Cells to Self

Topic: Life Sciences Subtopic: Cells

Case Study

of an Exhibition

by Denise King

Published on November 21, 2019, Modified on November 21, 2019

  • Description and goals

    The Exploratorium presents Cells to Self, a new 2,500 square-foot exhibition. How do the trillions of cells in your body work together to create a human self? How are you shaped by the genes you’re born with, and by your environment?

    Through more than 20 new experiences, this collection reveals the wondrous variety of human cells, and the amazing things they’re doing in your body. See live heart cells beating in time with your own pulse, or find out which bacteria are living on your skin. Through living tissues, microscopes, and digital models, you’ll discover how cells move and communicate. And consider how genetic and environmental forces create your uniquely human self.

  • Development process and challenges

    We divided the project into two phases. As a working theme for the first phase we focused on two ideas: we are made of cells and cells do cool stuff. At the end of the first phase, we produced graphics, exhibition elements, a color scheme, and did a full phase one install. The exhibition area was open to the public through all phases of this project, and all prototypes were tested in the space. We used prototyping extensively throughout the project, and not just for exhibits. We prototyped live demonstrations and the exhibition look and feel. For the second phase we added the themes of genetics and microbiome.
    The exhibition look and feel changed a lot from the first phase to the second phase and final install. We gave ourselves the space and time to not get it right the first time. The end result is an exhibition we are extremely proud of.

    Content research for this exhibition was daunting, especially for staff without degrees in biology. We supported each other by sharing info on a project Basecamp site. Ideas became crowd sourced and good ones rose to the top. Developers then began prototyping early and continually until the final design and fabrication phase.
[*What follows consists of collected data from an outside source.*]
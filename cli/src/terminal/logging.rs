use colored::*;
use tracing::{Event, Level, Subscriber};
use tracing_subscriber::EnvFilter;
use tracing_subscriber::fmt::FormatEvent;
use tracing_subscriber::fmt::format::{self, Writer};
use tracing_subscriber::registry::LookupSpan;

use crate::terminal::spinner::SpinnerWriter;

pub struct CozyFormatter;

impl<S, N> FormatEvent<S, N> for CozyFormatter
where
    S: Subscriber + for<'a> LookupSpan<'a>,
    N: for<'a> format::FormatFields<'a> + 'static,
{
    fn format_event(
        &self,
        ctx: &tracing_subscriber::fmt::FmtContext<'_, S, N>,
        mut writer: Writer<'_>,
        event: &Event<'_>,
    ) -> std::fmt::Result {
        let meta = event.metadata();

        let (symbol, color_func): (&str, fn(ColoredString) -> ColoredString) = match *meta.level() {
            Level::TRACE => ("[ ]", |s| s.dimmed()),
            Level::DEBUG => ("[?]", |s| s.blue()),
            Level::INFO => ("[+]", |s| s.green().bold()),
            Level::WARN => ("[*]", |s| s.yellow().bold()),
            Level::ERROR => ("[-]", |s| s.red().bold()),
        };

        write!(writer, "{} ", color_func(symbol.into()))?;

        ctx.field_format().format_fields(writer.by_ref(), event)?;

        writeln!(writer)
    }
}

/// Installs the global subscriber. `RUST_LOG` overrides the verbosity flag.
pub fn init(verbosity: u8) {
    let level = match verbosity {
        0 => "warn",
        1 => "info",
        2 => "debug",
        _ => "trace",
    };
    let filter = EnvFilter::try_from_default_env().unwrap_or_else(|_| {
        EnvFilter::new(format!(
            "warn,cozyscan_core={level},cozyscan_common={level},cozyscan={level}"
        ))
    });

    let _ = tracing_subscriber::fmt()
        .with_env_filter(filter)
        .event_format(CozyFormatter)
        .with_writer(|| SpinnerWriter)
        .try_init();
}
    It is hard to make interactive exhibits with living cells in them. We had to choose where to spend our time and effort. Many of the exhibits do not have living organisms, and we used models in novel ways.

    Incorporating artists works into our exhibitions is an Exploratorium value. Artists bring a lens through which we can explore science content, and artworks offer different entry points for visitors. Much effort and budget was put toward discovering and procuring artists’s works that are now part of the exhibit collection.

    The exhibition was funded from a mosaic of sources, each complementary to the overall exhibition goals. This was a challenge for project leadership as well as our grant managers, but the consistency of the vision kept it all aligned.

  • Lessons learned, mistakes we made (and what we did about them)

    Our floor space was limited, and was very much a thoroughfare that visitors breezed through. We focused on quality over quantity with our exhibits and exhibition design, and we successfully turned a hallway into an eddy that holds visitors. Some of the individual exhibits had holding times of up to 10 minutes during formative evaluation.